■ Data section ■
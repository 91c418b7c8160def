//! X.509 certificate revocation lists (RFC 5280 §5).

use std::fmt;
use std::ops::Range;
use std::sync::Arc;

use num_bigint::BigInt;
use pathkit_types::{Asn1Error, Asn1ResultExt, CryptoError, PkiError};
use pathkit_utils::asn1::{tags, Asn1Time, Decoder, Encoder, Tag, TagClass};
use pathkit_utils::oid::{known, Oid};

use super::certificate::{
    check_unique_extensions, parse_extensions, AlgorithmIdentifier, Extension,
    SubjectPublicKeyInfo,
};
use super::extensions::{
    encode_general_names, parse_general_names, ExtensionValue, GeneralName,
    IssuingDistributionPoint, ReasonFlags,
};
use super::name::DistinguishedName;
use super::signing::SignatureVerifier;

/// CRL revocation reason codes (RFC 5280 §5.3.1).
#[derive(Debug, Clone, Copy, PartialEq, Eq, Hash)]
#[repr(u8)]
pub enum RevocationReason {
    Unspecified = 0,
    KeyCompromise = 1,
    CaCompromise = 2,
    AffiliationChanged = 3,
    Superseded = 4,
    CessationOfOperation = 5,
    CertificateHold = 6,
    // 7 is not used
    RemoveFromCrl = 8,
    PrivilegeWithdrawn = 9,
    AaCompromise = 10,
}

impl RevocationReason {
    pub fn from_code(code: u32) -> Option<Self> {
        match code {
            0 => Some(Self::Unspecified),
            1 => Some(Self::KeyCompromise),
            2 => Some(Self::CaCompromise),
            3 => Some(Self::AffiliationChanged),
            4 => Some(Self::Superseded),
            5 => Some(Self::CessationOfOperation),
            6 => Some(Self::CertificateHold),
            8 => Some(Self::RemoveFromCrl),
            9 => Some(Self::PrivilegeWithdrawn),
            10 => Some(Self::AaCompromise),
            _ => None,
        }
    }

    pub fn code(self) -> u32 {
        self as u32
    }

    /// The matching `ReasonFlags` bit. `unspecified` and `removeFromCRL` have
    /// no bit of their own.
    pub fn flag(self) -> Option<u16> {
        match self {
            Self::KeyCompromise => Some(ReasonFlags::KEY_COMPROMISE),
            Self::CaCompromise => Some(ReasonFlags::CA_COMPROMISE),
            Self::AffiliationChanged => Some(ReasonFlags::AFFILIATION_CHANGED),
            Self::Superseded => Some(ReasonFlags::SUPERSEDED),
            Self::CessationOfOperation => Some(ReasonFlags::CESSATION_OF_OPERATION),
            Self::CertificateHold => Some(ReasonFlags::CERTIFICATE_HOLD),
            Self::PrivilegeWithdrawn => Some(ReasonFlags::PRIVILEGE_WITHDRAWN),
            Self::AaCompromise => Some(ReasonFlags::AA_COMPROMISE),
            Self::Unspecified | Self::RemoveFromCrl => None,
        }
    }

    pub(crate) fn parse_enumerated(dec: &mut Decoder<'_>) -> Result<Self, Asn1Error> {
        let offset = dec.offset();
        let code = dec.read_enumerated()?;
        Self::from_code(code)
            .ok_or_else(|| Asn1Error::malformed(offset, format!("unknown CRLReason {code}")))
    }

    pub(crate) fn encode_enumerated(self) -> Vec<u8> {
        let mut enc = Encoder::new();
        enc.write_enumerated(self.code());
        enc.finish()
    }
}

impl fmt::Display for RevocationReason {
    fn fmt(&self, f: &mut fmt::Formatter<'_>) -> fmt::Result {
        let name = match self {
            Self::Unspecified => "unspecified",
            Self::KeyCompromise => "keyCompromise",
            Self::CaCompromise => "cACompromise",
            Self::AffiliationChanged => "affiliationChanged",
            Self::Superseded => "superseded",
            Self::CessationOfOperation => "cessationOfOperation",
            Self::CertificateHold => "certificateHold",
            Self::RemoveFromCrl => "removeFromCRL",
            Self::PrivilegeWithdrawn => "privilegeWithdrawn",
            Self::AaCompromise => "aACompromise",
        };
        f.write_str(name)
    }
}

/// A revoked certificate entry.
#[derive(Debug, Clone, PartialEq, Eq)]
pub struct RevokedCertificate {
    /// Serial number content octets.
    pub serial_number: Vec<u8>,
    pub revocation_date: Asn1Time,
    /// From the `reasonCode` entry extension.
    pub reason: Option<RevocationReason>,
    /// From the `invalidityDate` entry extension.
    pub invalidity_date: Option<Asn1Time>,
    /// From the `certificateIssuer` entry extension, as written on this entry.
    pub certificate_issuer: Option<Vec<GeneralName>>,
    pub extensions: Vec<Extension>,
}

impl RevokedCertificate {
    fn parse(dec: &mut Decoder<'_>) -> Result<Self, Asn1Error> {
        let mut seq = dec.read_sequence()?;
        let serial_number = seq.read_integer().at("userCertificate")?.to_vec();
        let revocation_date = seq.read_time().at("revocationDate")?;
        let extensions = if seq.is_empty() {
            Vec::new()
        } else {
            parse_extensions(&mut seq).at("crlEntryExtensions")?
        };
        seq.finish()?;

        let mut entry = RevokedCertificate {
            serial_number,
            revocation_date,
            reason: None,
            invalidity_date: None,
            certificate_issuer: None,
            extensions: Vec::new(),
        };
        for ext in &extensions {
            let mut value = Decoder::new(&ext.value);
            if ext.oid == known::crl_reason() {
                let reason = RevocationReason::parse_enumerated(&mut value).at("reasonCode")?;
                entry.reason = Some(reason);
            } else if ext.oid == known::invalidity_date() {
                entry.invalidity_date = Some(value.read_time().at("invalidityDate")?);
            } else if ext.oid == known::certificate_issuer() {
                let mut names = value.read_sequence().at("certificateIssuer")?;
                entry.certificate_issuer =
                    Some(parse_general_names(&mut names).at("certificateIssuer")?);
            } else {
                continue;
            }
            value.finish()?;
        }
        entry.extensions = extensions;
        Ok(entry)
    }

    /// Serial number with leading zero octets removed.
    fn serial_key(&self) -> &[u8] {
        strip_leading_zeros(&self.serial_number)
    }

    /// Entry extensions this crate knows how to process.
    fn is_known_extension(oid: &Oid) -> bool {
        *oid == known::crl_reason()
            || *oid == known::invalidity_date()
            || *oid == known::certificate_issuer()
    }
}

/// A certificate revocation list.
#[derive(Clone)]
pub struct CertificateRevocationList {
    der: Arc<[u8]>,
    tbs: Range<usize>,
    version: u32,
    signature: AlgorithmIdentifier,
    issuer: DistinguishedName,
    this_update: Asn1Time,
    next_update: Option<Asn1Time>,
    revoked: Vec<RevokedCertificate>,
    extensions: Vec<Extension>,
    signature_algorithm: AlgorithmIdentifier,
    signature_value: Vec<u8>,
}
* * *
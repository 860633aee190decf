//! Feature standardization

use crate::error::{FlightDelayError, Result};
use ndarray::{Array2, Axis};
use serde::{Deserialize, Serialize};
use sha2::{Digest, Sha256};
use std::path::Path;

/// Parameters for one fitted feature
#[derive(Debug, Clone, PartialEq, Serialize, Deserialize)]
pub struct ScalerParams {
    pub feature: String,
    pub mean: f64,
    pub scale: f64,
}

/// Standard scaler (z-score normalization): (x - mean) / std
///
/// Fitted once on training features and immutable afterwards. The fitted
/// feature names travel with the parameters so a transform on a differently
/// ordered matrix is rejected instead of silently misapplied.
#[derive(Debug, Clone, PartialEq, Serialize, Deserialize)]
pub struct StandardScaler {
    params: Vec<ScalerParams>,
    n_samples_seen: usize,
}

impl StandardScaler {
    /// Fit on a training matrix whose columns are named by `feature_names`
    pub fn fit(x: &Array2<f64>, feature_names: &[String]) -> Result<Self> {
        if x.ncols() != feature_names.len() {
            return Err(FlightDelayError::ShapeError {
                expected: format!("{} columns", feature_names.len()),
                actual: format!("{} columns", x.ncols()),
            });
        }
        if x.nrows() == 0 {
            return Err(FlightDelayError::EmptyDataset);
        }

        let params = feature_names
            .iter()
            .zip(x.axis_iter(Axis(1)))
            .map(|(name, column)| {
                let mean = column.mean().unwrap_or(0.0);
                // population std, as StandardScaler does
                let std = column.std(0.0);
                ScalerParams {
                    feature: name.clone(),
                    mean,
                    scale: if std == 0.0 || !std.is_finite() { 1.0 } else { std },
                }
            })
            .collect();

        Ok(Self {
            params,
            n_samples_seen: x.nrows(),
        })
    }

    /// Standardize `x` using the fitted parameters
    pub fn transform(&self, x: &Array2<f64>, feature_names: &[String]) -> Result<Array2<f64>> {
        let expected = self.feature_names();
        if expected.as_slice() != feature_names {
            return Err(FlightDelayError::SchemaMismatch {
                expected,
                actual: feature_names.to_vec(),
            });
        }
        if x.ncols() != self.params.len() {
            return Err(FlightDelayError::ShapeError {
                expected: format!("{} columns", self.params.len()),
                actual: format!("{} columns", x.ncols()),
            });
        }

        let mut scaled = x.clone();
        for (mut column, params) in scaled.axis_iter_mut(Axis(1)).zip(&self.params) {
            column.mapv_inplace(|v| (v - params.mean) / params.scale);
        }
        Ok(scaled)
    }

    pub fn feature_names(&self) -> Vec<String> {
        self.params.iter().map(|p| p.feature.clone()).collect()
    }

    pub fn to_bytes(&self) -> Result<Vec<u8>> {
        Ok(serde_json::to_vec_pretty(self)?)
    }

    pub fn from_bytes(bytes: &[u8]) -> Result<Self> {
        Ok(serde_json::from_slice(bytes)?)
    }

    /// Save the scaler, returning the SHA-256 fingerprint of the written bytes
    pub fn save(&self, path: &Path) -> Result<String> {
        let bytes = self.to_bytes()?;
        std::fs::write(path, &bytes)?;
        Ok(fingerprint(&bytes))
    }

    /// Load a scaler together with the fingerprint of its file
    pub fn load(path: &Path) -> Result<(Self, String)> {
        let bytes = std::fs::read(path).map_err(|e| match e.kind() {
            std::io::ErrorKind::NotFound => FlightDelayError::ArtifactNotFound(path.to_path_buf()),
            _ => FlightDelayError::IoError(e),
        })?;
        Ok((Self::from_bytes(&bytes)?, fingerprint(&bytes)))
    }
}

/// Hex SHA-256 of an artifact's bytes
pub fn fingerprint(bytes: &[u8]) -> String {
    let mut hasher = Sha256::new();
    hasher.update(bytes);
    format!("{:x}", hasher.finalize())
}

■ Exercise goal ■
Look through the entries and copy every line in which the string "DistinguishedName" appears.

■ Exercise answer ■
use super::name::DistinguishedName;
    issuer: DistinguishedName,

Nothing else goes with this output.